Dans cet article, j'aimerais expliquer pourquoi nous plaçons l'investissement dans le « talent-capital » au fondement même de notre gestion, et en quoi des « paroles qui croient au potentiel » finissent par créer une organisation véritablement performante — ainsi que la philosophie et les pratiques concrètes qui en découlent.
Précisons d'emblée un point de vocabulaire japonais qui ne se traduit pas directement. Le terme habituel pour désigner les « ressources humaines » est 人材 (jinzai), littéralement « matériau humain » : le second caractère signifie matériau, bois d'œuvre. Notre entreprise lui substitue systématiquement un homophone, 人財, où ce même caractère est remplacé par celui de « richesse » ou de « trésor ». Le mot se prononce à l'identique, mais son écriture change radicalement de sens : la personne n'est plus un matériau que l'on consomme, mais un capital précieux dans lequel on investit. Dans la suite de cet article, nous traduisons ce terme par « talent-capital ».
Quels sont les défis structurels « humains » du secteur immobilier ?
La plupart des difficultés du secteur immobilier proviennent de trois facteurs structurels : une culture du résultat à court terme, une organisation restée archaïque, et un retard dans l'adoption des technologies. Ce sont des problèmes d'« environnement » que l'effort individuel seul ne peut résoudre.
Derrière son image prestigieuse, le secteur immobilier reste, pour celles et ceux qui y travaillent, porteur de nombreuses difficultés. Ces difficultés sont difficiles à surmonter par le seul effort personnel : elles relèvent d'un problème structurel qui concerne l'organisation dans son ensemble. Commençons par regarder cette réalité en face.
Le lecteur francophone reconnaîtra sans peine ce tableau : le secteur de l'immobilier, en France comme en Belgique ou en Suisse romande, souffre d'une réputation comparable — rémunération à la commission, forte pression commerciale, rotation élevée du personnel — que confirment régulièrement les études sur la qualité de vie au travail dans les métiers de la vente.

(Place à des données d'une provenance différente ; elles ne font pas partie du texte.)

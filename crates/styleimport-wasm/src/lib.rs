//! WASM bindings for styleimport.
//!
//! Exposes `resolve()` to JavaScript build tooling (for instance a Babel
//! macro) via wasm-bindgen. The JavaScript side passes the stylesheet text
//! and the raw matcher argument from the call site; this shim maps the
//! argument's shape onto a `MatcherSpec` and returns a plain JS value
//! (string, object, array, or `null`) ready to be turned into a literal.

use js_sys::{Array, Object, RegExp};
use serde::Serialize;
use styleimport_engine::{FormatChoice, MatcherSpec, Resolution, ResolveError};
use wasm_bindgen::prelude::*;
use wasm_bindgen::JsCast;

/// Resolve a matcher against CSS source text.
///
/// `matcher` may be a selector string, an array of selector strings, a
/// `RegExp`, or a plain object mapping output keys to selector strings.
/// `accessor` is the property used on the import (`styledImport.react`);
/// without one, rules are formatted as strings.
///
/// Throws a JS error if the CSS cannot be parsed or the matcher is invalid.
#[wasm_bindgen]
pub fn resolve(css: &str, matcher: JsValue, accessor: Option<String>) -> Result<JsValue, JsError> {
    let matcher = matcher_from_js(&matcher).map_err(|e| JsError::new(&e.to_string()))?;
    let format = FormatChoice::from_accessor(accessor.as_deref());

    let resolution = resolve_source(css, &matcher, format).map_err(|e| JsError::new(&e))?;

    resolution
        .serialize(&serde_wasm_bindgen::Serializer::json_compatible())
        .map_err(|e| JsError::new(&e.to_string()))
}

/// Resolve a matcher and render the result as JavaScript source text.
#[wasm_bindgen(js_name = resolveToSource)]
pub fn resolve_to_source(
    css: &str,
    matcher: JsValue,
    accessor: Option<String>,
) -> Result<String, JsError> {
    let matcher = matcher_from_js(&matcher).map_err(|e| JsError::new(&e.to_string()))?;
    let format = FormatChoice::from_accessor(accessor.as_deref());

    let resolution = resolve_source(css, &matcher, format).map_err(|e| JsError::new(&e))?;
    Ok(styleimport_engine::literal::to_js(&resolution))
}

/// Get the library version.
#[wasm_bindgen]
pub fn version() -> String {
    env!("CARGO_PKG_VERSION").to_string()
}

/// Parse and resolve without touching any JS values.
fn resolve_source(
    css: &str,
    matcher: &MatcherSpec,
    format: FormatChoice,
) -> Result<Resolution, String> {
    let stylesheet = styleimport_css::parse(css, "<inline>").map_err(|e| e.to_string())?;
    styleimport_engine::resolve(&stylesheet, matcher, format).map_err(|e| e.to_string())
}

/// A call-site argument as read from JavaScript, before it is checked.
/// Non-string items and values are `None`.
#[derive(Debug, Clone, PartialEq)]
enum Argument {
    String(String),
    Array(Vec<Option<String>>),
    RegExp { source: String, flags: String },
    Object(Vec<(String, Option<String>)>),
    /// Any other value, with its `typeof`.
    Other(String),
}

fn matcher_from_js(value: &JsValue) -> Result<MatcherSpec, ResolveError> {
    matcher_from_argument(read_argument(value))
}

fn read_argument(value: &JsValue) -> Argument {
    if let Some(selector) = value.as_string() {
        return Argument::String(selector);
    }

    if Array::is_array(value) {
        let items = value
            .unchecked_ref::<Array>()
            .iter()
            .map(|item| item.as_string())
            .collect();
        return Argument::Array(items);
    }

    if let Some(regex) = value.dyn_ref::<RegExp>() {
        return Argument::RegExp {
            source: regex.source().into(),
            flags: regex.flags().into(),
        };
    }

    if value.is_object() && !value.is_function() {
        let entries = Object::entries(value.unchecked_ref::<Object>())
            .iter()
            .map(|entry| {
                let pair = entry.unchecked_into::<Array>();
                let key = pair.get(0).as_string().unwrap_or_default();
                (key, pair.get(1).as_string())
            })
            .collect();
        return Argument::Object(entries);
    }

    Argument::Other(value.js_typeof().as_string().unwrap_or_default())
}

fn matcher_from_argument(argument: Argument) -> Result<MatcherSpec, ResolveError> {
    match argument {
        Argument::String(selector) => Ok(MatcherSpec::Selector(selector)),
        Argument::Array(items) => {
            let items = items
                .into_iter()
                .map(|item| expect_string(item, "list items"))
                .collect::<Result<Vec<_>, _>>()?;
            Ok(MatcherSpec::List(items))
        }
        Argument::RegExp { source, flags } => Ok(MatcherSpec::Pattern {
            pattern: source,
            flags,
        }),
        Argument::Object(entries) => {
            let entries = entries
                .into_iter()
                .map(|(key, value)| Ok((key, expect_string(value, "map values")?)))
                .collect::<Result<Vec<_>, ResolveError>>()?;
            Ok(MatcherSpec::Map(entries))
        }
        Argument::Other(kind) => Err(ResolveError::UnrecognizedMatcher(format!(
            "expected a string, array, RegExp, or object, got {kind}"
        ))),
    }
}

fn expect_string(value: Option<String>, what: &str) -> Result<String, ResolveError> {
    value.ok_or_else(|| ResolveError::UnrecognizedMatcher(format!("{what} must be strings")))
}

Défi 1 : la culture du résultat à court terme et une logique du « jetable »
Dans de nombreuses agences immobilières, les résultats commerciaux trimestriels, voire mensuels, déterminent directement l'évaluation individuelle. Évaluer justement la performance est évidemment important. Mais lorsque ce critère se focalise à l'excès sur les chiffres du court terme, les salariés sont contraints de privilégier la signature immédiate plutôt que la construction d'une relation de confiance durable avec le client. Le résultat : des salariés épuisés, physiquement et mentalement, étiquetés comme des « profils qui ne font plus de chiffre », finissent par quitter l'entreprise. Cette culture, que l'on pourrait qualifier de « jetable », dégrade selon moi l'image de l'ensemble du secteur et constitue l'un des principaux freins à la fidélisation des talents compétents.

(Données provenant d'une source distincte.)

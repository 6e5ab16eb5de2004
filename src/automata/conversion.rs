//! NFA to DFA conversion by subset construction.

use std::collections::{BTreeMap, VecDeque};

use rustc_hash::{FxHashMap, FxHashSet};

use super::dfa::Dfa;
use super::nfa::Nfa;

/// Converts a nondeterministic finite automaton into a deterministic one.
///
/// The NFA must be free of empty transitions (run
/// [`Nfa::remove_empty_transitions`] first). Acceptance labels from all NFA
/// states represented by a DFA state are merged onto it.
pub struct NfaToDfaConverter<'n, A> {
    /// The input automaton.
    nfa: &'n Nfa<A>,
    /// The resulting automaton.
    dfa: Dfa<A>,
    /// Work queue of DFA states awaiting expansion.
    queue: VecDeque<usize>,
    /// Maps a DFA state index to the sorted set of NFA state indices it
    /// represents.
    state_represents: Vec<Vec<usize>>,
    /// Maps a sorted set of NFA state indices to a DFA state index.
    state_cache: FxHashMap<Vec<usize>, usize>,
}

impl<'n, A: Clone + Eq> NfaToDfaConverter<'n, A> {
    pub fn new(nfa: &'n Nfa<A>) -> Self {
        let mut dfa = Dfa::new();
        let idx0 = dfa.add_state();
        let mut start_states: Vec<usize> = nfa.starts.clone();
        start_states.sort_unstable();
        start_states.dedup();
        let mut state_cache = FxHashMap::default();
        state_cache.insert(start_states.clone(), idx0);
        NfaToDfaConverter {
            nfa,
            dfa,
            queue: VecDeque::from([idx0]),
            state_represents: vec![start_states],
            state_cache,
        }
    }

    /// Runs the conversion to completion and returns the DFA.
    ///
    /// Terminates because the number of distinct reachable NFA-state subsets
    /// is finite and every subset is cached before re-expansion.
    pub fn convert(mut self) -> Dfa<A> {
        while let Some(dfa_idx) = self.queue.pop_front() {
            self.perform_step(dfa_idx);
        }
        self.dfa
    }

    fn perform_step(&mut self, dfa_start_idx: usize) {
        let (symbol_transitions, word_boundary_transitions, accepts) =
            self.collect_nfa_transitions(&self.state_represents[dfa_start_idx]);
        self.create_dfa_transitions(
            dfa_start_idx,
            symbol_transitions,
            word_boundary_transitions,
            accepts,
        );
    }

    /// Unions the outgoing transitions and acceptance labels of a set of NFA
    /// states. Characters are grouped in sorted order so the resulting DFA is
    /// deterministic for a given NFA.
    #[allow(clippy::type_complexity)]
    fn collect_nfa_transitions(
        &self,
        states: &[usize],
    ) -> (BTreeMap<char, FxHashSet<usize>>, FxHashSet<usize>, Vec<A>) {
        let mut symbol_transitions: BTreeMap<char, FxHashSet<usize>> = BTreeMap::new();
        let mut word_boundary_transitions = FxHashSet::default();
        let mut accepts: Vec<A> = Vec::new();
        for &nfa_idx in states {
            let state = &self.nfa.states[nfa_idx];
            for (&symbol, targets) in &state.symbol_transitions {
                symbol_transitions
                    .entry(symbol)
                    .or_default()
                    .extend(targets.iter().copied());
            }
            word_boundary_transitions.extend(state.word_boundary_transitions.iter().copied());
            for accept in &state.accepts {
                if !accepts.contains(accept) {
                    accepts.push(accept.clone());
                }
            }
        }
        (symbol_transitions, word_boundary_transitions, accepts)
    }

    fn create_dfa_transitions(
        &mut self,
        dfa_start_idx: usize,
        symbol_transitions: BTreeMap<char, FxHashSet<usize>>,
        word_boundary_transitions: FxHashSet<usize>,
        accepts: Vec<A>,
    ) {
        for (symbol, nfa_targets) in symbol_transitions {
            let dfa_end_idx = self.get_or_create_dfa_state(&nfa_targets);
            self.dfa
                .set_symbol_transition(dfa_start_idx, dfa_end_idx, symbol);
        }
        if !word_boundary_transitions.is_empty() {
            let dfa_end_idx = self.get_or_create_dfa_state(&word_boundary_transitions);
            self.dfa
                .set_word_boundary_transition(dfa_start_idx, dfa_end_idx);
        }
        if !accepts.is_empty() {
            self.dfa.add_acceptances(dfa_start_idx, accepts);
        }
    }

    /// Retrieves the DFA state representing a set of NFA states, allocating
    /// and enqueueing a fresh one on a cache miss.
    fn get_or_create_dfa_state(&mut self, nfa_targets: &FxHashSet<usize>) -> usize {
        let mut key: Vec<usize> = nfa_targets.iter().copied().collect();
        key.sort_unstable();
        if let Some(&dfa_idx) = self.state_cache.get(&key) {
            return dfa_idx;
        }
        let dfa_idx = self.dfa.add_state();
        self.queue.push_back(dfa_idx);
        self.state_represents.push(key.clone());
        self.state_cache.insert(key, dfa_idx);
        dfa_idx
    }
}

En France, le système de rémunération des agents commerciaux immobiliers — souvent payés à la commission pure, sans salaire fixe garanti — produit un mécanisme structurellement proche : selon plusieurs enquêtes sectorielles, une large part des agents quittent le métier dans les deux à trois premières années, précisément lorsque la pression du chiffre l'emporte sur l'accompagnement et la formation.
Défi 2 : une organisation restée archaïque et l'impasse des parcours de carrière
Le secteur immobilier conserve traditionnellement une structure hiérarchique très descendante. On y attend une exécution fidèle des consignes venues d'en haut, et les occasions pour les jeunes salariés ou les équipes de terrain de proposer leurs propres idées et de prendre des initiatives restent extrêmement limitées. Les parcours de carrière, eux aussi, restent souvent uniformes : dans bien des cas, la seule voie proposée consiste à « réussir en tant que commercial, puis devenir manager ». Ce sentiment d'impasse dans le parcours professionnel pousse justement les talents les plus ambitieux, les plus désireux de progresser, à quitter le secteur.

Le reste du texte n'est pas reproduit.